* INPUT FOR THIS TASK *

//! Scoped connection leases.

use crate::db::error::DbError;
use crate::db::pool::DatabasePool;
use futures::future::BoxFuture;
use sqlx::pool::PoolConnection;
use sqlx::{PgConnection, Postgres};
use std::ops::{Deref, DerefMut};
use std::sync::Arc;
use std::sync::atomic::{AtomicUsize, Ordering};
use tracing::{debug, warn};

/// A single-use handle for leasing one connection from a [`DatabasePool`].
///
/// Both [`acquire`](Self::acquire) and [`with_connection`](Self::with_connection)
/// consume the scope, so a scope never holds more than one lease.
pub struct ConnectionScope<'p> {
    pool: &'p DatabasePool,
}

impl<'p> ConnectionScope<'p> {
    pub(crate) fn new(pool: &'p DatabasePool) -> Self {
        Self { pool }
    }

    /// Leases a connection, waiting up to the pool's acquire timeout.
    ///
    /// # Errors
    /// Returns [`DbError::PoolExhausted`] if no connection frees up in time,
    /// or [`DbError::Connection`] if the pool is closed or unreachable.
    pub async fn acquire(self) -> Result<LeasedConnection, DbError> {
        let conn = self.pool.pool().acquire().await.map_err(|e| {
            let err = DbError::from(e);
            if matches!(err, DbError::PoolExhausted) {
                warn!(
                    leased = self.pool.leased(),
                    max_connections = self.pool.max_connections(),
                    "Timed out waiting for a database connection"
                );
            }
            err
        })?;

        Ok(LeasedConnection::new(conn, self.pool.lease_counter()))
    }

    /// Leases a connection, runs `f` with it and releases it before returning.
    ///
    /// The lease is also released if the returned future is dropped before
    /// completion.
    ///
    /// # Errors
    /// Propagates acquisition failures and any error returned by `f`.
    pub async fn with_connection<F, T>(self, f: F) -> Result<T, DbError>
    where
        F: for<'c> FnOnce(&'c mut PgConnection) -> BoxFuture<'c, Result<T, DbError>>,
    {
        let mut lease = self.acquire().await?;
        let result = f(&mut *lease).await;
        drop(lease);
        result
    }
}

/// A connection checked out of the pool; returned to it on drop.
pub struct LeasedConnection {
    conn: PoolConnection<Postgres>,
    leases: Arc<AtomicUsize>,
}

impl LeasedConnection {
    fn new(conn: PoolConnection<Postgres>, leases: Arc<AtomicUsize>) -> Self {
        let live = leases.fetch_add(1, Ordering::SeqCst) + 1;
        debug!(live, "Database connection leased");
        Self { conn, leases }
    }
}

impl Deref for LeasedConnection {
    type Target = PgConnection;

    fn deref(&self) -> &Self::Target {
        &self.conn
    }
}

impl DerefMut for LeasedConnection {
    fn deref_mut(&mut self) -> &mut Self::Target {
        &mut self.conn
    }
}

impl Drop for LeasedConnection {
    fn drop(&mut self) {
        let live = self.leases.fetch_sub(1, Ordering::SeqCst) - 1;
        debug!(live, "Database connection released");
    }
}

* PROBLEM TO SOLVE *
The records need to be copied exactly, with no line left out.

* ANSWER SPACE *
//! Scoped connection leases.

use crate::db::error::DbError;
use crate::db::pool::DatabasePool;
use futures::future::BoxFuture;
use sqlx::pool::PoolConnection;
use sqlx::{PgConnection, Postgres};
use std::ops::{Deref, DerefMut};
use std::sync::Arc;
use std::sync::atomic::{AtomicUsize, Ordering};
use tracing::{debug, warn};

/// A single-use handle for leasing one connection from a [`DatabasePool`].
///
/// Both [`acquire`](Self::acquire) and [`with_connection`](Self::with_connection)
/// consume the scope, so a scope never holds more than one lease.
pub struct ConnectionScope<'p> {
    pool: &'p DatabasePool,
}

impl<'p> ConnectionScope<'p> {
    pub(crate) fn new(pool: &'p DatabasePool) -> Self {
        Self { pool }
    }

    /// Leases a connection, waiting up to the pool's acquire timeout.
    ///
    /// # Errors
    /// Returns [`DbError::PoolExhausted`] if no connection frees up in time,
    /// or [`DbError::Connection`] if the pool is closed or unreachable.
    pub async fn acquire(self) -> Result<LeasedConnection, DbError> {
        let conn = self.pool.pool().acquire().await.map_err(|e| {
            let err = DbError::from(e);
            if matches!(err, DbError::PoolExhausted) {
                warn!(
                    leased = self.pool.leased(),
                    max_connections = self.pool.max_connections(),
                    "Timed out waiting for a database connection"
                );
            }
            err
        })?;

        Ok(LeasedConnection::new(conn, self.pool.lease_counter()))
    }

    /// Leases a connection, runs `f` with it and releases it before returning.
    ///
    /// The lease is also released if the returned future is dropped before
    /// completion.
    ///
    /// # Errors
    /// Propagates acquisition failures and any error returned by `f`.
    pub async fn with_connection<F, T>(self, f: F) -> Result<T, DbError>
    where
        F: for<'c> FnOnce(&'c mut PgConnection) -> BoxFuture<'c, Result<T, DbError>>,
    {
        let mut lease = self.acquire().await?;
        let result = f(&mut *lease).await;
        drop(lease);
        result
    }
}

/// A connection checked out of the pool; returned to it on drop.
pub struct LeasedConnection {
    conn: PoolConnection<Postgres>,
    leases: Arc<AtomicUsize>,
}

impl LeasedConnection {
    fn new(conn: PoolConnection<Postgres>, leases: Arc<AtomicUsize>) -> Self {
        let live = leases.fetch_add(1, Ordering::SeqCst) + 1;
        debug!(live, "Database connection leased");
        Self { conn, leases }
    }
}

impl Deref for LeasedConnection {
    type Target = PgConnection;

    fn deref(&self) -> &Self::Target {
        &self.conn
    }
}

impl DerefMut for LeasedConnection {
    fn deref_mut(&mut self) -> &mut Self::Target {
        &mut self.conn
    }
}

impl Drop for LeasedConnection {
    fn drop(&mut self) {
        let live = self.leases.fetch_sub(1, Ordering::SeqCst) - 1;
        debug!(live, "Database connection released");
    }
}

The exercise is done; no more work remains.